Copy out each line of the material below with no changes.

(Records provided begins)

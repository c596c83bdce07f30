use super::models::QuestionRecord;
use crate::error::{ExtractorError, Result};
use serde::Serialize;
use serde_json::ser::{Formatter, PrettyFormatter};
use std::io;
use std::path::Path;

/// Pretty printer that writes every non-ASCII character as a `\uXXXX` escape
/// (UTF-16 surrogate pairs above the BMP), keeping the file pure ASCII.
struct AsciiPrettyFormatter<'a> {
    inner: PrettyFormatter<'a>,
}

impl<'a> AsciiPrettyFormatter<'a> {
    fn with_indent(indent: &'a [u8]) -> Self {
        Self {
            inner: PrettyFormatter::with_indent(indent),
        }
    }
}

impl Formatter for AsciiPrettyFormatter<'_> {
    fn begin_array<W: ?Sized + io::Write>(&mut self, writer: &mut W) -> io::Result<()> {
        self.inner.begin_array(writer)
    }

    fn end_array<W: ?Sized + io::Write>(&mut self, writer: &mut W) -> io::Result<()> {
        self.inner.end_array(writer)
    }

    fn begin_array_value<W: ?Sized + io::Write>(
        &mut self,
        writer: &mut W,
        first: bool,
    ) -> io::Result<()> {
        self.inner.begin_array_value(writer, first)
    }

    fn end_array_value<W: ?Sized + io::Write>(&mut self, writer: &mut W) -> io::Result<()> {
        self.inner.end_array_value(writer)
    }

    fn begin_object<W: ?Sized + io::Write>(&mut self, writer: &mut W) -> io::Result<()> {
        self.inner.begin_object(writer)
    }

    fn end_object<W: ?Sized + io::Write>(&mut self, writer: &mut W) -> io::Result<()> {
        self.inner.end_object(writer)
    }

    fn begin_object_key<W: ?Sized + io::Write>(
        &mut self,
        writer: &mut W,
        first: bool,
    ) -> io::Result<()> {
        self.inner.begin_object_key(writer, first)
    }

    fn begin_object_value<W: ?Sized + io::Write>(&mut self, writer: &mut W) -> io::Result<()> {
        self.inner.begin_object_value(writer)
    }

    fn end_object_value<W: ?Sized + io::Write>(&mut self, writer: &mut W) -> io::Result<()> {
        self.inner.end_object_value(writer)
    }

    fn write_string_fragment<W: ?Sized + io::Write>(
        &mut self,
        writer: &mut W,
        fragment: &str,
    ) -> io::Result<()> {
        let mut units = [0u16; 2];
        for ch in fragment.chars() {
            if ch.is_ascii() {
                writer.write_all(&[ch as u8])?;
            } else {
                for unit in ch.encode_utf16(&mut units) {
                    write!(writer, "\\u{:04x}", unit)?;
                }
            }
        }
        Ok(())
    }
}

/// Encodes questions as a JSON array indented with four spaces, non-ASCII escaped.
pub fn to_json(questions: &[QuestionRecord]) -> Result<Vec<u8>> {
    let mut buf = Vec::new();
    let mut serializer =
        serde_json::Serializer::with_formatter(&mut buf, AsciiPrettyFormatter::with_indent(b"    "));
    questions.serialize(&mut serializer)?;
    Ok(buf)
}

pub async fn save_questions(questions: &[QuestionRecord], path: &Path) -> Result<()> {
    if let Some(parent) = path.parent().filter(|p| !p.as_os_str().is_empty()) {
        tokio::fs::create_dir_all(parent).await?;
    }

    let json = to_json(questions)?;
    tokio::fs::write(path, json).await?;

    tracing::info!("Saved {} question(s) to: {}", questions.len(), path.display());
    Ok(())
}

pub async fn load_questions(path: &Path) -> Result<Vec<QuestionRecord>> {
    let content = tokio::fs::read_to_string(path).await.map_err(|e| {
        if e.kind() == std::io::ErrorKind::NotFound {
            ExtractorError::NotFound(path.to_path_buf())
        } else {
            ExtractorError::Io(e)
        }
    })?;

    let questions: Vec<QuestionRecord> = serde_json::from_str(&content)?;
    tracing::info!("Loaded {} question(s) from: {}", questions.len(), path.display());
    Ok(questions)
}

(Records provided ends)

> Response for this exercise
repository c596c83bdce07f30
use super::models::QuestionRecord;
use crate::error::{ExtractorError, Result};
use serde::Serialize;
use serde_json::ser::{Formatter, PrettyFormatter};
use std::io;
use std::path::Path;

/// Pretty printer that writes every non-ASCII character as a `\uXXXX` escape
/// (UTF-16 surrogate pairs above the BMP), keeping the file pure ASCII.
struct AsciiPrettyFormatter<'a> {
    inner: PrettyFormatter<'a>,
}

impl<'a> AsciiPrettyFormatter<'a> {
    fn with_indent(indent: &'a [u8]) -> Self {
        Self {
            inner: PrettyFormatter::with_indent(indent),
        }
    }
}

impl Formatter for AsciiPrettyFormatter<'_> {
    fn begin_array<W: ?Sized + io::Write>(&mut self, writer: &mut W) -> io::Result<()> {
        self.inner.begin_array(writer)
    }

    fn end_array<W: ?Sized + io::Write>(&mut self, writer: &mut W) -> io::Result<()> {
        self.inner.end_array(writer)
    }

    fn begin_array_value<W: ?Sized + io::Write>(
        &mut self,
        writer: &mut W,
        first: bool,
    ) -> io::Result<()> {
        self.inner.begin_array_value(writer, first)
    }

    fn end_array_value<W: ?Sized + io::Write>(&mut self, writer: &mut W) -> io::Result<()> {
        self.inner.end_array_value(writer)
    }

    fn begin_object<W: ?Sized + io::Write>(&mut self, writer: &mut W) -> io::Result<()> {
        self.inner.begin_object(writer)
    }

    fn end_object<W: ?Sized + io::Write>(&mut self, writer: &mut W) -> io::Result<()> {
        self.inner.end_object(writer)
    }

    fn begin_object_key<W: ?Sized + io::Write>(
        &mut self,
        writer: &mut W,
        first: bool,
    ) -> io::Result<()> {
        self.inner.begin_object_key(writer, first)
    }

    fn begin_object_value<W: ?Sized + io::Write>(&mut self, writer: &mut W) -> io::Result<()> {
        self.inner.begin_object_value(writer)
    }

    fn end_object_value<W: ?Sized + io::Write>(&mut self, writer: &mut W) -> io::Result<()> {
        self.inner.end_object_value(writer)
    }

    fn write_string_fragment<W: ?Sized + io::Write>(
        &mut self,
        writer: &mut W,
        fragment: &str,
    ) -> io::Result<()> {
        let mut units = [0u16; 2];
        for ch in fragment.chars() {
            if ch.is_ascii() {
                writer.write_all(&[ch as u8])?;
            } else {
                for unit in ch.encode_utf16(&mut units) {
                    write!(writer, "\\u{:04x}", unit)?;
                }
            }
        }
        Ok(())
    }
}

/// Encodes questions as a JSON array indented with four spaces, non-ASCII escaped.
pub fn to_json(questions: &[QuestionRecord]) -> Result<Vec<u8>> {
    let mut buf = Vec::new();
    let mut serializer =
        serde_json::Serializer::with_formatter(&mut buf, AsciiPrettyFormatter::with_indent(b"    "));
    questions.serialize(&mut serializer)?;
    Ok(buf)
}

pub async fn save_questions(questions: &[QuestionRecord], path: &Path) -> Result<()> {
    if let Some(parent) = path.parent().filter(|p| !p.as_os_str().is_empty()) {
        tokio::fs::create_dir_all(parent).await?;
    }

    let json = to_json(questions)?;
    tokio::fs::write(path, json).await?;

    tracing::info!("Saved {} question(s) to: {}", questions.len(), path.display());
    Ok(())
}

pub async fn load_questions(path: &Path) -> Result<Vec<QuestionRecord>> {
    let content = tokio::fs::read_to_string(path).await.map_err(|e| {
        if e.kind() == std::io::ErrorKind::NotFound {
            ExtractorError::NotFound(path.to_path_buf())
        } else {
            ExtractorError::Io(e)
        }
    })?;

    let questions: Vec<QuestionRecord> = serde_json::from_str(&content)?;
    tracing::info!("Loaded {} question(s) from: {}", questions.len(), path.display());
    Ok(questions)
}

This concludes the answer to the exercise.